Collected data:

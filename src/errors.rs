//! Error management module

use std::fmt;
use std::io::Error as IoError;
use std::str::Utf8Error;
use std::sync::Arc;

use crate::node::NodeType;

/// Line and column of a node in the source document, both 1-based.
///
/// Columns are counted in bytes from the start of the line.
#[derive(Clone, Copy, Debug, Default, PartialEq, Eq, Hash)]
pub struct TextPosition {
    /// Line number, starting from 1
    pub line: usize,
    /// Column number, starting from 1
    pub column: usize,
}

impl fmt::Display for TextPosition {
    fn fmt(&self, f: &mut fmt::Formatter) -> fmt::Result {
        write!(f, "{}:{}", self.line, self.column)
    }
}

/// Well-formedness violations detected while reading markup.
#[derive(Clone, Debug, PartialEq, Eq)]
pub enum IllFormedError {
    /// Input ended while the named construct was still open
    UnexpectedEof(String),
    /// End event mismatch
    EndEventMismatch {
        /// Expected end event
        expected: String,
        /// Found end event
        found: String,
    },
    /// Unexpected token inside markup
    UnexpectedToken(String),
    /// Unexpected <!>
    UnexpectedBang(u8),
    /// The XML declaration was found somewhere other than at the very start
    MisplacedDeclaration,
    /// Attribute syntax is broken at the specified byte offset inside the tag
    MalformedAttribute(usize),
    /// The same attribute name appears twice on one element
    DuplicatedAttribute(String),
    /// An element or attribute uses a prefix that has no namespace binding
    UnknownPrefix(String),
    /// A namespace declaration tries to rebind a reserved prefix
    InvalidPrefixBinding(String),
    /// A general entity reference names an entity that was never declared
    UndeclaredEntity(String),
    /// An entity refers to itself, directly or indirectly
    RecursiveEntity(String),
    /// A character reference does not denote a legal character
    InvalidCharRef(String),
    /// Document has no root element
    MissingRoot,
    /// A second top-level element was found in a document
    MultipleRoots(String),
    /// Character data outside of the root element
    TextAtRootLevel,
    /// DOCTYPE found while DTD processing is prohibited
    DtdProhibited,
    /// Input ended while these elements were still open
    UnclosedElements(Vec<String>),
}

impl fmt::Display for IllFormedError {
    fn fmt(&self, f: &mut fmt::Formatter) -> fmt::Result {
        match self {
            IllFormedError::UnexpectedEof(e) => write!(f, "Unexpected EOF during reading {}", e),
            IllFormedError::EndEventMismatch { expected, found } => {
                write!(f, "Expecting </{}> found </{}>", expected, found)
            }
            IllFormedError::UnexpectedToken(e) => write!(f, "Unexpected token '{}'", e),
            IllFormedError::UnexpectedBang(b) => write!(
                f,
                "only Comment (`--`), CDATA (`[CDATA[`) and DOCTYPE (`DOCTYPE`) nodes can start with a '!', but symbol `{}` found",
                *b as char
            ),
            IllFormedError::MisplacedDeclaration => {
                write!(f, "XML declaration allowed only at the start of the document")
            }
            IllFormedError::MalformedAttribute(pos) => {
                write!(f, "malformed attribute at position {} of the tag", pos)
            }
            IllFormedError::DuplicatedAttribute(name) => {
                write!(f, "attribute `{}` is specified more than once", name)
            }
            IllFormedError::UnknownPrefix(p) => write!(f, "`{}` is an undeclared prefix", p),
            IllFormedError::InvalidPrefixBinding(p) => {
                write!(f, "prefix `{}` cannot be bound to that namespace", p)
            }
            IllFormedError::UndeclaredEntity(e) => {
                write!(f, "reference to undeclared entity `{}`", e)
            }
            IllFormedError::RecursiveEntity(e) => {
                write!(f, "entity `{}` references itself", e)
            }
            IllFormedError::InvalidCharRef(e) => write!(f, "invalid character reference `{}`", e),
            IllFormedError::MissingRoot => write!(f, "root element is missing"),
            IllFormedError::MultipleRoots(name) => {
                write!(f, "there are multiple root elements, found `{}`", name)
            }
            IllFormedError::TextAtRootLevel => write!(f, "data at the root level is invalid"),
            IllFormedError::DtdProhibited => {
                write!(f, "DTD is prohibited by the reader settings")
            }
            IllFormedError::UnclosedElements(names) => {
                write!(f, "unexpected end of file, unclosed elements: {:?}", names)
            }
        }
    }
}

/// A lexical value could not be converted to the requested type.
#[derive(Clone, Debug)]
pub struct ConversionError {
    /// Name of the requested type
    pub type_name: &'static str,
    /// The content that failed to convert
    pub value: String,
    /// The underlying parse failure
    pub source: Arc<dyn std::error::Error + Send + Sync>,
    /// Position of the node the content was read from, when known
    pub position: Option<TextPosition>,
}

impl fmt::Display for ConversionError {
    fn fmt(&self, f: &mut fmt::Formatter) -> fmt::Result {
        write!(
            f,
            "content `{}` cannot be converted to {}: {}",
            self.value, self.type_name, self.source
        )?;
        if let Some(position) = self.position {
            write!(f, " (at {})", position)?;
        }
        Ok(())
    }
}

/// The error type used by this crate.
#[derive(Clone, Debug)]
pub enum Error {
    /// IO error
    Io(Arc<IoError>),
    /// Input decoding error. If `encoding` feature is disabled, contains `None`,
    /// otherwise contains the UTF-8 decoding error
    NonDecodable(Option<Utf8Error>),
    /// The document is not well-formed
    IllFormed {
        /// What is wrong with the markup
        error: IllFormedError,
        /// Where the offending node starts, when known
        position: Option<TextPosition>,
    },
    /// The operation cannot be performed in the current reader position or state
    InvalidOperation(String),
    /// Content could not be converted to the requested type
    Conversion(ConversionError),
    /// The reader does not implement the requested capability
    NotSupported(&'static str),
}

impl Error {
    /// Creates an `IllFormed` error without position information.
    #[inline]
    pub(crate) fn ill_formed(error: IllFormedError) -> Self {
        Error::IllFormed {
            error,
            position: None,
        }
    }

    /// Error raised when an operation is attempted on a node of a wrong kind.
    pub(crate) fn invalid_node(operation: &str, node_type: NodeType) -> Self {
        Error::InvalidOperation(format!(
            "the {} method is not supported on node type {:?}",
            operation, node_type
        ))
    }

    /// Attaches position information, unless the error already has some.
    pub(crate) fn with_position(self, at: Option<TextPosition>) -> Self {
        match self {
            Error::IllFormed {
                error,
                position: None,
            } => Error::IllFormed {
                error,
                position: at,
            },
            Error::Conversion(mut e) if e.position.is_none() => {
                e.position = at;
                Error::Conversion(e)
            }
            e => e,
        }
    }

    /// Returns the position carried by the error, if any.
    pub fn position(&self) -> Option<TextPosition> {
        match self {
            Error::IllFormed { position, .. } => *position,
            Error::Conversion(e) => e.position,
            _ => None,
        }
    }
}

impl From<IoError> for Error {
    /// Creates a new `Error::Io` from the given error
    #[inline]
    fn from(error: IoError) -> Error {
        Error::Io(Arc::new(error))
    }
}

impl From<Utf8Error> for Error {
    /// Creates a new `Error::NonDecodable` from the given error
    #[inline]
    fn from(error: Utf8Error) -> Error {
        Error::NonDecodable(Some(error))
    }
}

impl From<IllFormedError> for Error {
    #[inline]
    fn from(error: IllFormedError) -> Error {
        Error::ill_formed(error)
    }
}

impl From<ConversionError> for Error {
    #[inline]
    fn from(error: ConversionError) -> Error {
        Error::Conversion(error)
    }
}

/// A specialized `Result` type where the error is hard-wired to [`Error`].
pub type Result<T> = std::result::Result<T, Error>;

impl fmt::Display for Error {
    fn fmt(&self, f: &mut fmt::Formatter) -> fmt::Result {
        match self {
            Error::Io(e) => write!(f, "I/O error: {}", e),
            Error::NonDecodable(None) => write!(f, "Malformed input, decoding impossible"),
            Error::NonDecodable(Some(e)) => write!(f, "Malformed UTF-8 input: {}", e),
            Error::IllFormed {
                error,
                position: Some(p),
            } => write!(f, "ill-formed document at {}: {}", p, error),
            Error::IllFormed {
                error,
                position: None,
            } => write!(f, "ill-formed document: {}", error),
            Error::InvalidOperation(e) => write!(f, "invalid operation: {}", e),
            Error::Conversion(e) => e.fmt(f),
            Error::NotSupported(op) => write!(f, "{} is not supported by this reader", op),
        }
    }
}

impl std::error::Error for Error {
    fn source(&self) -> Option<&(dyn std::error::Error + 'static)> {
        match self {
            Error::Io(e) => Some(e.as_ref()),
            Error::NonDecodable(Some(e)) => Some(e),
            Error::Conversion(e) => Some(e.source.as_ref()),
            _ => None,
        }
    }
}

▸ **ASSIGNMENT**: Which lines in the records contain the word "usize"? Copy each one.

▸ **SOLUTION**:
    pub line: usize,
    pub column: usize,
    MalformedAttribute(usize),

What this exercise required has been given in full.